Who Will Pay for Elevidys?

Ingram said on the call that Elevidys treatments would be divided up about 50-50 between ambulatory and non-ambulatory patients and that it would be up to physicians and families to proceed with treatment. William Blair analysts noted that the new label also removes the urgency of treating patients before they age out and thereby extends the time from a patient signing the forms and getting enrolled in treatment to being infused. Previously, Ingram said, the time to treatment was “unusually short,” in part due to the age restrictions, but that timeline should now become more consistent with Sarepta’s guidance of around three months, as physicians move “out of crisis mode.”

Now that Elevidys has a more prominent label, William Blair analysts predict a “prolonged” fight with payers for access. But they said Sarepta has been good at its patient access efforts and they are still anticipating a strong launch for Elevidys.

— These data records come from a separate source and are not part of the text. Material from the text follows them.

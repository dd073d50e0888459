use sqlx::{Row, SqliteConnection};

use noobular_algo::{ChoiceId, CourseId, PoolKind, PoolRecord, QuestionId, UserId};

/// Every pool assignment the user holds in the course, joined with the
/// answer if one exists, in allocation order.
pub async fn load_pool_records(
    conn: &mut SqliteConnection,
    user_id: UserId,
    course_id: CourseId,
) -> Result<Vec<PoolRecord>, sqlx::Error> {
    let rows = sqlx::query(
        r#"
        SELECT qp."question_id", qp."pool", qp."owner_id", a."choice_id", a."created_at" AS "answered_at"
        FROM "question_pools" qp
        JOIN "questions" q ON q."id" = qp."question_id"
        JOIN "knowledge_points" kp ON kp."id" = q."knowledge_point_id"
        JOIN "lessons" l ON l."id" = kp."lesson_id"
        LEFT JOIN "answers" a ON a."question_id" = qp."question_id" AND a."user_id" = qp."user_id"
        WHERE qp."user_id" = ? AND l."course_id" = ?
        ORDER BY qp."id"
        "#,
    )
    .bind(user_id)
    .bind(course_id)
    .fetch_all(&mut *conn)
    .await?;

    let mut records = Vec::with_capacity(rows.len());
    for row in rows {
        let pool: String = row.try_get("pool")?;
        let Some(kind) = PoolKind::from_str(&pool) else {
            tracing::warn!(pool = %pool, "ignoring pool row with unknown kind");
            continue;
        };
        records.push(PoolRecord {
            question_id: row.try_get("question_id")?,
            kind,
            owner_id: row.try_get("owner_id")?,
            choice_id: row.try_get("choice_id")?,
            answered_at_ms: row.try_get("answered_at")?,
        });
    }
    Ok(records)
}

pub async fn assign(
    conn: &mut SqliteConnection,
    user_id: UserId,
    question_id: QuestionId,
    kind: PoolKind,
    owner_id: Option<i64>,
    now_ms: i64,
) -> Result<(), sqlx::Error> {
    sqlx::query(
        r#"INSERT INTO "question_pools" ("user_id", "question_id", "pool", "owner_id", "created_at")
           VALUES (?, ?, ?, ?, ?)"#,
    )
    .bind(user_id)
    .bind(question_id)
    .bind(kind.as_str())
    .bind(owner_id)
    .bind(now_ms)
    .execute(&mut *conn)
    .await?;
    Ok(())
}

pub async fn release(
    conn: &mut SqliteConnection,
    user_id: UserId,
    question_ids: &[QuestionId],
) -> Result<u64, sqlx::Error> {
    let mut released = 0;
    for question_id in question_ids {
        released += sqlx::query(
            r#"DELETE FROM "question_pools" WHERE "user_id" = ? AND "question_id" = ?"#,
        )
        .bind(user_id)
        .bind(question_id)
        .execute(&mut *conn)
        .await?
        .rows_affected();
    }
    Ok(released)
}

/// A question owned by a quiz, review or diagnostic instance.
#[derive(Debug, Clone, PartialEq, Eq)]
pub struct OwnedQuestion {
    pub question_id: QuestionId,
    pub choice_id: Option<ChoiceId>,
    pub answered_at_ms: Option<i64>,
}

/// Questions of one assessment instance in allocation order, which is the
/// order clients address them by index.
pub async fn owned_questions(
    conn: &mut SqliteConnection,
    user_id: UserId,
    kind: PoolKind,
    owner_id: i64,
) -> Result<Vec<OwnedQuestion>, sqlx::Error> {
    let rows = sqlx::query(
        r#"
        SELECT qp."question_id", a."choice_id", a."created_at" AS "answered_at"
        FROM "question_pools" qp
        LEFT JOIN "answers" a ON a."question_id" = qp."question_id" AND a."user_id" = qp."user_id"
        WHERE qp."user_id" = ? AND qp."pool" = ? AND qp."owner_id" = ?
        ORDER BY qp."id"
        "#,
    )
    .bind(user_id)
    .bind(kind.as_str())
    .bind(owner_id)
    .fetch_all(&mut *conn)
    .await?;

    rows.into_iter()
        .map(|row| {
            Ok(OwnedQuestion {
                question_id: row.try_get("question_id")?,
                choice_id: row.try_get("choice_id")?,
                answered_at_ms: row.try_get("answered_at")?,
            })
        })
        .collect()
}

“We have seven years-plus of experience working with payers, and we’ve been talking to payers about not only the label we received last year but the broader concept since 2018,” Ingram said on the call. “We are in a great position to work with payers to give kids access to both the broader label in the ambulatory population and the broader label in the non-ambulatory population.”

Production

Another major step for Sarepta will be manufacturing the therapy. According to the BMO Capital Markets analyst note, the manufacturing and hospital capacity to be the “only revenue limiting factor” for Sarepta.

Sarepta is transitioning from an adherent manufacturing system, where cells are grown as monolayers on an artificial material, to a suspension manufacturing method, where cells are grown via free-floating in culture. This can allow Sarepta to scale up its production processes from 500L to 2,000L, enabling the company to produce 1,600 doses annually. However, due to the possible increase in patient demand, BMO is now expecting “Elevidys supply to drive the Sarepta story.”

But Ingram was adamant that the company’s manufacturing processes were ready and that it would be able to serve patients upon launch. He said the company is not anticipating any near-term constraints.

“We are not only well prepared for this launch but well prepared to serve the community with our manufacturing capacity,” Ingram said.

In a separate investor note, William Blair analysts said that Catalent, purchased by Novo Holdings earlier this year, had already been manufacturing Elevidys with the notion that the drug would get full approval. And Sarepta does not seem fazed by the pending Novo-Catalent deal, as Ingram noted in its Q4 earnings call that a “long-term relationship” is in place and the deal will have no impact.

William Blair added that there are “outstanding questions” about how much additional manufacturing Catalent can support, however, and about the role of Thermo Fisher, which will be supporting the suspension-based manufacturing.